Monday afternoon, somebody asked Head Man Rod Marinelli what Ford Sr. is actually like. Most reporters don't really know Ford Sr. Generally speaking, franchise owners only show up for trophy presentations and championship parades, so we'll get to know Ford better in a couple of weeks.

This was Marinelli's answer:

"Obviously he's a great person. We all know that. He does a great job of listening. Great listener. That's the sign of a leader. He knows the questions he wants to ask and he asks them. … He'll ask the questions until he gets the answers he wants."

That last sentence, like the work of James Joyce, needs to be re-read several times to be fully appreciated. He'll ask the questions until he gets the answers he wants. That sounded to me like Ford Sr. likes having Yes Men around, so I asked Marinelli what that meant.

"I just think the questions are very good," Marinelli said. "He knows how to ask good questions, I guess you could say. He's very good at that. That's why he's been so successful."

That's so nice that the owner asks good questions. Maybe he'll help me out at Rod's next press conference.

I wonder if Ford Sr. is studying the schedule, wondering if his team has a better chance to win at home or on the road. After all, with just one win, the Lions will be off the Road to XVI.
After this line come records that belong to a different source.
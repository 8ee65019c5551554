//! The per-player message feed: rendering a chat log and posting to it.

use std::time::Duration;

use hexbridge_engine::{ChatSink, EngineError, Message, PlayerInfo, Seat};
use hexbridge_protocol::{FeedSnapshot, RenderedMessage};
use serde::{Deserialize, Serialize};

/// Sender label for messages with no sender.
pub const ADMIN_NAME: &str = "Admin";

/// Label color for messages with no sender, and the stand-in for colors
/// that are unreadable on the client's background.
pub const FALLBACK_COLOR: &str = "black";

/// Maps a player color to the color its label is drawn in.
///
/// `"white"` would vanish on the client's white background and becomes
/// `"black"`; every other color passes through unchanged.
pub fn normalize_color(color: &str) -> &str {
    if color == "white" {
        FALLBACK_COLOR
    } else {
        color
    }
}

/// Renders one log entry.
pub fn render_message(message: &Message) -> RenderedMessage {
    let (name, color) = match &message.sender {
        Some(sender) => (sender.first_name.as_str(), sender.color.as_str()),
        None => (ADMIN_NAME, FALLBACK_COLOR),
    };
    RenderedMessage {
        name: name.to_owned(),
        color: normalize_color(color).to_owned(),
        text: message.text.clone(),
    }
}

// ---------------------------------------------------------------------------
// FeedConfig
// ---------------------------------------------------------------------------

/// Configuration for the message feed.
#[derive(Debug, Clone, Serialize, Deserialize)]
pub struct FeedConfig {
    /// How often the client re-fetches the feed.
    pub poll_interval: Duration,
}

impl Default for FeedConfig {
    fn default() -> Self {
        Self {
            poll_interval: Duration::from_secs(5),
        }
    }
}

// ---------------------------------------------------------------------------
// ChatInput
// ---------------------------------------------------------------------------

/// The text a player has typed but not yet sent.
#[derive(Debug, Clone, Default, PartialEq, Eq)]
pub struct ChatInput {
    text: String,
}

impl ChatInput {
    pub fn new(text: impl Into<String>) -> Self {
        Self { text: text.into() }
    }

    pub fn text(&self) -> &str {
        &self.text
    }

    pub fn set(&mut self, text: impl Into<String>) {
        self.text = text.into();
    }

    /// Empty or whitespace only.
    pub fn is_blank(&self) -> bool {
        self.text.trim().is_empty()
    }

    pub fn clear(&mut self) {
        self.text.clear();
    }
}

/// What [`MessageFeed::post_message`] did with the input.
#[derive(Debug)]
pub enum ChatOutcome {
    /// The input was blank. Nothing was sent and the input is unchanged.
    Ignored,
    /// The line was handed to the chat sink and the input cleared.
    Forwarded,
    /// The sink refused the line. The input is cleared anyway.
    Rejected(EngineError),
}

impl ChatOutcome {
    pub fn is_forwarded(&self) -> bool {
        matches!(self, Self::Forwarded)
    }
}

// ---------------------------------------------------------------------------
// MessageFeed
// ---------------------------------------------------------------------------

/// Renders a player's chat log for the client and forwards what they type.
///
/// The feed keeps no state between calls. Every render reads the log as
/// it is at that moment; the client's timer decides how often that
/// happens.
#[derive(Debug, Clone, Default)]
pub struct MessageFeed {
    config: FeedConfig,
}

impl MessageFeed {
    pub fn new(config: FeedConfig) -> Self {
        Self { config }
    }

    pub fn config(&self) -> &FeedConfig {
        &self.config
    }

    /// Every message in `seat`'s log, rendered, in log order.
    pub async fn render<S: Seat>(&self, seat: &S) -> Vec<RenderedMessage> {
        seat.msg_log()
            .snapshot()
            .await
            .iter()
            .map(render_message)
            .collect()
    }

    /// A full re-render plus the polling cadence.
    pub async fn snapshot<S: Seat>(&self, seat: &S) -> FeedSnapshot {
        FeedSnapshot {
            messages: self.render(seat).await,
            poll_interval_ms: u64::try_from(self.config.poll_interval.as_millis())
                .unwrap_or(u64::MAX),
        }
    }

    /// Sends the typed line to the game on behalf of `sender`.
    ///
    /// Blank input is ignored and left in place. Anything else is handed
    /// to `sink` and the input is cleared, whether or not the sink accepts
    /// it; a refusal is logged and returned as
    /// [`ChatOutcome::Rejected`].
    pub async fn post_message<K: ChatSink>(
        &self,
        sink: &K,
        sender: &PlayerInfo,
        input: &mut ChatInput,
    ) -> ChatOutcome {
        if input.is_blank() {
            return ChatOutcome::Ignored;
        }

        let text = std::mem::take(&mut input.text);
        match sink.chat_msg(sender, &text).await {
            Ok(()) => {
                tracing::debug!(player = %sender, "chat forwarded");
                ChatOutcome::Forwarded
            }
            Err(e) => {
                tracing::warn!(player = %sender, error = %e, "chat rejected");
                ChatOutcome::Rejected(e)
            }
        }
    }
}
"We're trying to win two games here," running back Kevin Smith said Monday, and though I wasn't there when he said it, reliable sources swear he had a straight face. "Not one. We're trying to win two. We're 0-14. Oh, my God."

I plugged "Oh, my God" into the Rod Marinelli Translator, and you know what I got? "Oh, my God." Amazing.

XIV down, just II to go. "Nothing is Possible," and with the next game at home, this week the Lions are literally going nowhere. Just like we always suspected.